[Stored items]
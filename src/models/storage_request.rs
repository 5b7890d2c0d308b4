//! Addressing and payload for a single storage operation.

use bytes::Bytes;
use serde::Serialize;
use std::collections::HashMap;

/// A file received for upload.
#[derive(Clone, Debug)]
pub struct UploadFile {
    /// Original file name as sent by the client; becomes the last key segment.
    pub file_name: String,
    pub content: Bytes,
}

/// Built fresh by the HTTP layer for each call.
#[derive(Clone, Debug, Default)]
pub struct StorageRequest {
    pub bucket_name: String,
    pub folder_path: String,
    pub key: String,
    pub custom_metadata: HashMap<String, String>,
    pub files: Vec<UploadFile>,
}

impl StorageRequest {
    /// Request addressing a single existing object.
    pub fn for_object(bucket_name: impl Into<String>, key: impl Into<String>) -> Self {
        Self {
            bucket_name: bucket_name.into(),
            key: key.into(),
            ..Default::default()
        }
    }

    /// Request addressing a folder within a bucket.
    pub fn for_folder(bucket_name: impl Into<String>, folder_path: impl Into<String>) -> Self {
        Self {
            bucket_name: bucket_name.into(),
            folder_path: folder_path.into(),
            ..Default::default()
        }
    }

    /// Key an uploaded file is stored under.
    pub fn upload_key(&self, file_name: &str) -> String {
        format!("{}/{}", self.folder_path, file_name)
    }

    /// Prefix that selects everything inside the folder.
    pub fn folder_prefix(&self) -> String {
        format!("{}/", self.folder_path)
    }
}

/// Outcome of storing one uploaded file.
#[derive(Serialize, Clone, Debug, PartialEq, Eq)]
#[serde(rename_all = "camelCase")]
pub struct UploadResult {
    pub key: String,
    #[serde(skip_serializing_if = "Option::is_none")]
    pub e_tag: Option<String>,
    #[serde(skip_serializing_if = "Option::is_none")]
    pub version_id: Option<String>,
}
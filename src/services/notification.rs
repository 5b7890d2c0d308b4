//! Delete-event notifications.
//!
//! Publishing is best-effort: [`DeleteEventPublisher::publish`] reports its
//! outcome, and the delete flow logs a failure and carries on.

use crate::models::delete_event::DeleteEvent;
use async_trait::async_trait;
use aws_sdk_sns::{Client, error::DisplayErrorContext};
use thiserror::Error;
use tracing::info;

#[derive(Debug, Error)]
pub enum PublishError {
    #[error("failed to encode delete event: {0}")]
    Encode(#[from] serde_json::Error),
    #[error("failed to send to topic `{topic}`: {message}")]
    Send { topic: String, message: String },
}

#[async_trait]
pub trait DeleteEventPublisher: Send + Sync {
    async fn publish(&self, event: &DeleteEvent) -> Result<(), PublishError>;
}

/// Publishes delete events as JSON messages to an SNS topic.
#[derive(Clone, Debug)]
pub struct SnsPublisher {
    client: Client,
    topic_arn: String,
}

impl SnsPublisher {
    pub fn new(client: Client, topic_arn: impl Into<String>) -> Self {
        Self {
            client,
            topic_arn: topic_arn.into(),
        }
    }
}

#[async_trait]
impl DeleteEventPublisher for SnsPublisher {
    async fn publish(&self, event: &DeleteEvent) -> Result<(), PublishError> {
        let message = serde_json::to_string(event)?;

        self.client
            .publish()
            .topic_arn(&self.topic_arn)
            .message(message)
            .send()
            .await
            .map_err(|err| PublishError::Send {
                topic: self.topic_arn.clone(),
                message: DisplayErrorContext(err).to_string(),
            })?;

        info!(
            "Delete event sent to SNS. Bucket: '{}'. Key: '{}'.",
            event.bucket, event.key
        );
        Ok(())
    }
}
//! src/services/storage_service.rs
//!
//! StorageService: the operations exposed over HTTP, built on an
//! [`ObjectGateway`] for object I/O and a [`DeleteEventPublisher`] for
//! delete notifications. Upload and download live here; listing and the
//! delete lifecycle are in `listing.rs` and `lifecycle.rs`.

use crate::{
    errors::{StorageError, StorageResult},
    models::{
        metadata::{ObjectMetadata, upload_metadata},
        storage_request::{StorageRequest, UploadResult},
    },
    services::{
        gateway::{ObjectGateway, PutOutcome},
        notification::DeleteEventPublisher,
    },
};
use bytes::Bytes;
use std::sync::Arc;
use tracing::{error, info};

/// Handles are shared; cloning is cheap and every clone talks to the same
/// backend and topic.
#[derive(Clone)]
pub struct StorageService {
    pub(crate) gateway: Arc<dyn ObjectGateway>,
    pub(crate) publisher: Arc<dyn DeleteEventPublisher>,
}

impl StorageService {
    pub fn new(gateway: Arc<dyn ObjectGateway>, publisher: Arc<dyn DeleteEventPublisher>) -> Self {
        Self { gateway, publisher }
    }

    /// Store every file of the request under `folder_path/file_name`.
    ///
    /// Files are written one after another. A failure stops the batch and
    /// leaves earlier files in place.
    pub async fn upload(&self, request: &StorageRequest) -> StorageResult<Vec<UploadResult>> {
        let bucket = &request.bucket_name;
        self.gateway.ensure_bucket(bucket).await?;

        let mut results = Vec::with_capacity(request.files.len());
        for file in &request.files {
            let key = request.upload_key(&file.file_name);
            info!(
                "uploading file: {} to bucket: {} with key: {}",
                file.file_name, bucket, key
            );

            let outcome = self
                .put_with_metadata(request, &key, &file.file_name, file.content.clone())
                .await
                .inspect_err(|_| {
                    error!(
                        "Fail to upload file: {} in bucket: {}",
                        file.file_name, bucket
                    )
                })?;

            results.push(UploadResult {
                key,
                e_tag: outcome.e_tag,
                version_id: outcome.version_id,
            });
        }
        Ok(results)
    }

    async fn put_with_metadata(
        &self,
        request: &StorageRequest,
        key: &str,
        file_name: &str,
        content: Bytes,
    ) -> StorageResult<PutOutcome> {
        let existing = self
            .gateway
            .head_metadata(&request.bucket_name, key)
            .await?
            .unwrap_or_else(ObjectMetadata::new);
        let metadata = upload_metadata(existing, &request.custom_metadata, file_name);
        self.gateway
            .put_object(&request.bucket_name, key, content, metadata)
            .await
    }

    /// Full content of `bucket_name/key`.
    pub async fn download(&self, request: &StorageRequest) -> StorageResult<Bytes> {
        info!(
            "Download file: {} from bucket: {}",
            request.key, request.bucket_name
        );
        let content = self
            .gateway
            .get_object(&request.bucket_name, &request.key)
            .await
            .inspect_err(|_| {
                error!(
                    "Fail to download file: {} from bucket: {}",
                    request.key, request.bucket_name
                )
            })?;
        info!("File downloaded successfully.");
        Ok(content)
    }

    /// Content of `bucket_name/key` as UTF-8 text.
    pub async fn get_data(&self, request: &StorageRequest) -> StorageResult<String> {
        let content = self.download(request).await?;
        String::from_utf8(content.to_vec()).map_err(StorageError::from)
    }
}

> What is needed: Restate every record verbatim.

> Expected output:
filename src/models/storage_request.rs
repository 5b7890d2c0d308b4
//! Addressing and payload for a single storage operation.

use bytes::Bytes;
use serde::Serialize;
use std::collections::HashMap;

/// A file received for upload.
#[derive(Clone, Debug)]
pub struct UploadFile {
    /// Original file name as sent by the client; becomes the last key segment.
    pub file_name: String,
    pub content: Bytes,
}

/// Built fresh by the HTTP layer for each call.
#[derive(Clone, Debug, Default)]
pub struct StorageRequest {
    pub bucket_name: String,
    pub folder_path: String,
    pub key: String,
    pub custom_metadata: HashMap<String, String>,
    pub files: Vec<UploadFile>,
}

impl StorageRequest {
    /// Request addressing a single existing object.
    pub fn for_object(bucket_name: impl Into<String>, key: impl Into<String>) -> Self {
        Self {
            bucket_name: bucket_name.into(),
            key: key.into(),
            ..Default::default()
        }
    }

    /// Request addressing a folder within a bucket.
    pub fn for_folder(bucket_name: impl Into<String>, folder_path: impl Into<String>) -> Self {
        Self {
            bucket_name: bucket_name.into(),
            folder_path: folder_path.into(),
            ..Default::default()
        }
    }

    /// Key an uploaded file is stored under.
    pub fn upload_key(&self, file_name: &str) -> String {
        format!("{}/{}", self.folder_path, file_name)
    }

    /// Prefix that selects everything inside the folder.
    pub fn folder_prefix(&self) -> String {
        format!("{}/", self.folder_path)
    }
}

/// Outcome of storing one uploaded file.
#[derive(Serialize, Clone, Debug, PartialEq, Eq)]
#[serde(rename_all = "camelCase")]
pub struct UploadResult {
    pub key: String,
    #[serde(skip_serializing_if = "Option::is_none")]
    pub e_tag: Option<String>,
    #[serde(skip_serializing_if = "Option::is_none")]
    pub version_id: Option<String>,
}
filename src/services/notification.rs
repository 5b7890d2c0d308b4
//! Delete-event notifications.
//!
//! Publishing is best-effort: [`DeleteEventPublisher::publish`] reports its
//! outcome, and the delete flow logs a failure and carries on.

use crate::models::delete_event::DeleteEvent;
use async_trait::async_trait;
use aws_sdk_sns::{Client, error::DisplayErrorContext};
use thiserror::Error;
use tracing::info;

#[derive(Debug, Error)]
pub enum PublishError {
    #[error("failed to encode delete event: {0}")]
    Encode(#[from] serde_json::Error),
    #[error("failed to send to topic `{topic}`: {message}")]
    Send { topic: String, message: String },
}

#[async_trait]
pub trait DeleteEventPublisher: Send + Sync {
    async fn publish(&self, event: &DeleteEvent) -> Result<(), PublishError>;
}

/// Publishes delete events as JSON messages to an SNS topic.
#[derive(Clone, Debug)]
pub struct SnsPublisher {
    client: Client,
    topic_arn: String,
}

impl SnsPublisher {
    pub fn new(client: Client, topic_arn: impl Into<String>) -> Self {
        Self {
            client,
            topic_arn: topic_arn.into(),
        }
    }
}

#[async_trait]
impl DeleteEventPublisher for SnsPublisher {
    async fn publish(&self, event: &DeleteEvent) -> Result<(), PublishError> {
        let message = serde_json::to_string(event)?;

        self.client
            .publish()
            .topic_arn(&self.topic_arn)
            .message(message)
            .send()
            .await
            .map_err(|err| PublishError::Send {
                topic: self.topic_arn.clone(),
                message: DisplayErrorContext(err).to_string(),
            })?;

        info!(
            "Delete event sent to SNS. Bucket: '{}'. Key: '{}'.",
            event.bucket, event.key
        );
        Ok(())
    }
}
//! src/services/storage_service.rs
//!
//! StorageService: the operations exposed over HTTP, built on an
//! [`ObjectGateway`] for object I/O and a [`DeleteEventPublisher`] for
//! delete notifications. Upload and download live here; listing and the
//! delete lifecycle are in `listing.rs` and `lifecycle.rs`.

use crate::{
    errors::{StorageError, StorageResult},
    models::{
        metadata::{ObjectMetadata, upload_metadata},
        storage_request::{StorageRequest, UploadResult},
    },
    services::{
        gateway::{ObjectGateway, PutOutcome},
        notification::DeleteEventPublisher,
    },
};
use bytes::Bytes;
use std::sync::Arc;
use tracing::{error, info};

/// Handles are shared; cloning is cheap and every clone talks to the same
/// backend and topic.
#[derive(Clone)]
pub struct StorageService {
    pub(crate) gateway: Arc<dyn ObjectGateway>,
    pub(crate) publisher: Arc<dyn DeleteEventPublisher>,
}

impl StorageService {
    pub fn new(gateway: Arc<dyn ObjectGateway>, publisher: Arc<dyn DeleteEventPublisher>) -> Self {
        Self { gateway, publisher }
    }

    /// Store every file of the request under `folder_path/file_name`.
    ///
    /// Files are written one after another. A failure stops the batch and
    /// leaves earlier files in place.
    pub async fn upload(&self, request: &StorageRequest) -> StorageResult<Vec<UploadResult>> {
        let bucket = &request.bucket_name;
        self.gateway.ensure_bucket(bucket).await?;

        let mut results = Vec::with_capacity(request.files.len());
        for file in &request.files {
            let key = request.upload_key(&file.file_name);
            info!(
                "uploading file: {} to bucket: {} with key: {}",
                file.file_name, bucket, key
            );

            let outcome = self
                .put_with_metadata(request, &key, &file.file_name, file.content.clone())
                .await
                .inspect_err(|_| {
                    error!(
                        "Fail to upload file: {} in bucket: {}",
                        file.file_name, bucket
                    )
                })?;

            results.push(UploadResult {
                key,
                e_tag: outcome.e_tag,
                version_id: outcome.version_id,
            });
        }
        Ok(results)
    }

    async fn put_with_metadata(
        &self,
        request: &StorageRequest,
        key: &str,
        file_name: &str,
        content: Bytes,
    ) -> StorageResult<PutOutcome> {
        let existing = self
            .gateway
            .head_metadata(&request.bucket_name, key)
            .await?
            .unwrap_or_else(ObjectMetadata::new);
        let metadata = upload_metadata(existing, &request.custom_metadata, file_name);
        self.gateway
            .put_object(&request.bucket_name, key, content, metadata)
            .await
    }

    /// Full content of `bucket_name/key`.
    pub async fn download(&self, request: &StorageRequest) -> StorageResult<Bytes> {
        info!(
            "Download file: {} from bucket: {}",
            request.key, request.bucket_name
        );
        let content = self
            .gateway
            .get_object(&request.bucket_name, &request.key)
            .await
            .inspect_err(|_| {
                error!(
                    "Fail to download file: {} from bucket: {}",
                    request.key, request.bucket_name
                )
            })?;
        info!("File downloaded successfully.");
        Ok(content)
    }

    /// Content of `bucket_name/key` as UTF-8 text.
    pub async fn get_data(&self, request: &StorageRequest) -> StorageResult<String> {
        let content = self.download(request).await?;
        String::from_utf8(content.to_vec()).map_err(StorageError::from)
    }
}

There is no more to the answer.